*** Opening of Dataset content ***
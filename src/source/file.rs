use crate::source::document::RawDocument;
use crate::source::error::SourceError;
use crate::source::{parse_documents, DocumentSource};
use async_compression::tokio::bufread::GzipDecoder;
use async_trait::async_trait;
use log::info;
use std::path::{Path, PathBuf};
use tokio::fs::File;
use tokio::io::{AsyncReadExt, BufReader};

/// Reads documents from a collection export on disk.
///
/// The file may hold a JSON array, a `{"documents": [...]}` envelope or one
/// document per line. Files ending in `.gz` are decompressed while reading.
#[derive(Debug, Clone)]
pub struct FileDocumentSource {
    path: PathBuf,
}

impl FileDocumentSource {
    pub fn new(path: impl Into<PathBuf>) -> Self {
        Self { path: path.into() }
    }

    pub fn path(&self) -> &Path {
        &self.path
    }

    fn is_gzip(&self) -> bool {
        self.path
            .extension()
            .is_some_and(|ext| ext.eq_ignore_ascii_case("gz"))
    }
}

#[async_trait]
impl DocumentSource for FileDocumentSource {
    async fn fetch_all(&self) -> Result<Vec<RawDocument>, SourceError> {
        let file = File::open(&self.path)
            .await
            .map_err(|e| SourceError::FileRead(self.path.clone(), e))?;
        let reader = BufReader::new(file);
        let mut bytes = Vec::new();
        if self.is_gzip() {
            GzipDecoder::new(reader)
                .read_to_end(&mut bytes)
                .await
                .map_err(|e| SourceError::FileRead(self.path.clone(), e))?;
        } else {
            let mut reader = reader;
            reader
                .read_to_end(&mut bytes)
                .await
                .map_err(|e| SourceError::FileRead(self.path.clone(), e))?;
        }

        let documents = parse_documents(&bytes, &self.describe())?;
        info!(
            "Read {} documents from {:?}",
            documents.len(),
            self.path
        );
        Ok(documents)
    }

    fn describe(&self) -> String {
        self.path.display().to_string()
    }
}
*** Close of Dataset content ***
### Work order
Starting from the data above, filter for lines with "BufReader" and copy each one.

### Answer to this problem
use tokio::io::{AsyncReadExt, BufReader};
        let reader = BufReader::new(file);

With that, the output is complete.